Hêna regarda Christian avec un étonnement profond ; il hésitait à poursuivre, redoutant les suites d’une révélation trop brusque ; il se recueillit un instant et reprit :

— Sais-tu, mon enfant, ce que c’est qu’un pasteur de la religion réformée ?

— C’est, je crois… un ministre de l’Évangile ?

— Oui, les pasteurs répandent la parole évangélique ; mais à l’encontre des prêtres catholiques, les ministres du culte réformé peuvent se marier, goûter les douces joies de la famille, en accomplir les devoirs sacrés…
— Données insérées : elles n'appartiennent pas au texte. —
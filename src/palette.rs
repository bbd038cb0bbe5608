//! Named color palettes.
//!
//! Each palette is a fixed, ordered list of colors that the generators
//! cycle through or sample from. Palettes are process-wide constants.

use serde::{Deserialize, Serialize};
use std::fmt;

/// An opaque RGB color.
#[derive(Debug, Clone, Copy, PartialEq, Eq, Hash, Serialize, Deserialize)]
pub struct Color {
    pub r: u8,
    pub g: u8,
    pub b: u8,
}

impl Color {
    pub const fn rgb(r: u8, g: u8, b: u8) -> Self {
        Self { r, g, b }
    }

    /// Build a color from a packed `0xRRGGBB` value.
    pub const fn from_u32(packed: u32) -> Self {
        Self {
            r: ((packed >> 16) & 0xff) as u8,
            g: ((packed >> 8) & 0xff) as u8,
            b: (packed & 0xff) as u8,
        }
    }

    /// Parse `#rrggbb` or `rrggbb`.
    pub fn from_hex(s: &str) -> Option<Self> {
        let s = s.trim().trim_start_matches('#');
        if s.len() != 6 {
            return None;
        }
        let packed = u32::from_str_radix(s, 16).ok()?;
        Some(Self::from_u32(packed))
    }

    pub fn to_hex(self) -> String {
        format!("#{:02x}{:02x}{:02x}", self.r, self.g, self.b)
    }
}

impl fmt::Display for Color {
    fn fmt(&self, f: &mut fmt::Formatter<'_>) -> fmt::Result {
        f.write_str(&self.to_hex())
    }
}

const RAINBOW: &[Color] = &[
    Color::from_u32(0xff0000),
    Color::from_u32(0xff7f00),
    Color::from_u32(0xffff00),
    Color::from_u32(0x00ff00),
    Color::from_u32(0x0000ff),
    Color::from_u32(0x4b0082),
    Color::from_u32(0x9400d3),
];

const NEON: &[Color] = &[
    Color::from_u32(0xff006e),
    Color::from_u32(0xfb5607),
    Color::from_u32(0xffbe0b),
    Color::from_u32(0x8338ec),
    Color::from_u32(0x3a86ff),
];

const PASTEL: &[Color] = &[
    Color::from_u32(0xffc8dd),
    Color::from_u32(0xffafcc),
    Color::from_u32(0xbde0fe),
    Color::from_u32(0xa2d2ff),
    Color::from_u32(0xcdb4db),
];

const DARK: &[Color] = &[
    Color::from_u32(0x1a1a2e),
    Color::from_u32(0x16213e),
    Color::from_u32(0x0f3460),
    Color::from_u32(0x533483),
    Color::from_u32(0xe94560),
];

/// The palettes a piece can be drawn with.
#[derive(Debug, Clone, Copy, PartialEq, Eq, Hash, Default, Serialize, Deserialize)]
pub enum PaletteKind {
    #[default]
    Rainbow,
    Neon,
    Pastel,
    Dark,
}

impl PaletteKind {
    pub const ALL: [PaletteKind; 4] = [
        PaletteKind::Rainbow,
        PaletteKind::Neon,
        PaletteKind::Pastel,
        PaletteKind::Dark,
    ];

    /// Resolve a palette by name.
    ///
    /// Matching ignores case and surrounding whitespace. Unknown names
    /// resolve to [`PaletteKind::Rainbow`] instead of failing.
    pub fn lookup(name: &str) -> Self {
        Self::find(name).unwrap_or_default()
    }

    /// Strict variant of [`PaletteKind::lookup`].
    pub fn find(name: &str) -> Option<Self> {
        let name = name.trim();
        Self::ALL
            .into_iter()
            .find(|kind| kind.name().eq_ignore_ascii_case(name))
    }

    pub fn name(self) -> &'static str {
        match self {
            PaletteKind::Rainbow => "Rainbow",
            PaletteKind::Neon => "Neon",
            PaletteKind::Pastel => "Pastel",
            PaletteKind::Dark => "Dark",
        }
    }

    /// The palette's colors, never empty.
    pub fn colors(self) -> &'static [Color] {
        match self {
            PaletteKind::Rainbow => RAINBOW,
            PaletteKind::Neon => NEON,
            PaletteKind::Pastel => PASTEL,
            PaletteKind::Dark => DARK,
        }
    }

    pub fn contains(self, color: Color) -> bool {
        self.colors().contains(&color)
    }

    /// Color at `index`, wrapping around the palette.
    pub fn cycle(self, index: usize) -> Color {
        let colors = self.colors();
        colors[index % colors.len()]
    }
}

impl fmt::Display for PaletteKind {
    fn fmt(&self, f: &mut fmt::Formatter<'_>) -> fmt::Result {
        f.write_str(self.name())
    }
}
Un sourire d’une douloureuse amertume effleura les lèvres d’Hêna ; son père la couvait des yeux, il pénétra le fond de ses secrètes et poignantes pensées. Mais si poignantes qu’elles fussent, il s’en applaudit, elles préparaient sa fille à cette révélation qu’il devait entourer de tant de ménagements ; il reprit :

— Ce droit d’être époux et pères, reconnu par l’Église évangélique à ses ministres, a engagé quelques prêtres catholiques, cruellement éprouvés par les rigueurs d’un célibat, outrageant à la fois les vues de Dieu et les fins de l’humanité, à rompre avec l’Église de Rome, à embrasser la réforme, afin de pouvoir ainsi servir le Seigneur comme pasteurs sans renoncer aux doux et saints penchants qu’il a mis au cœur de ses créatures.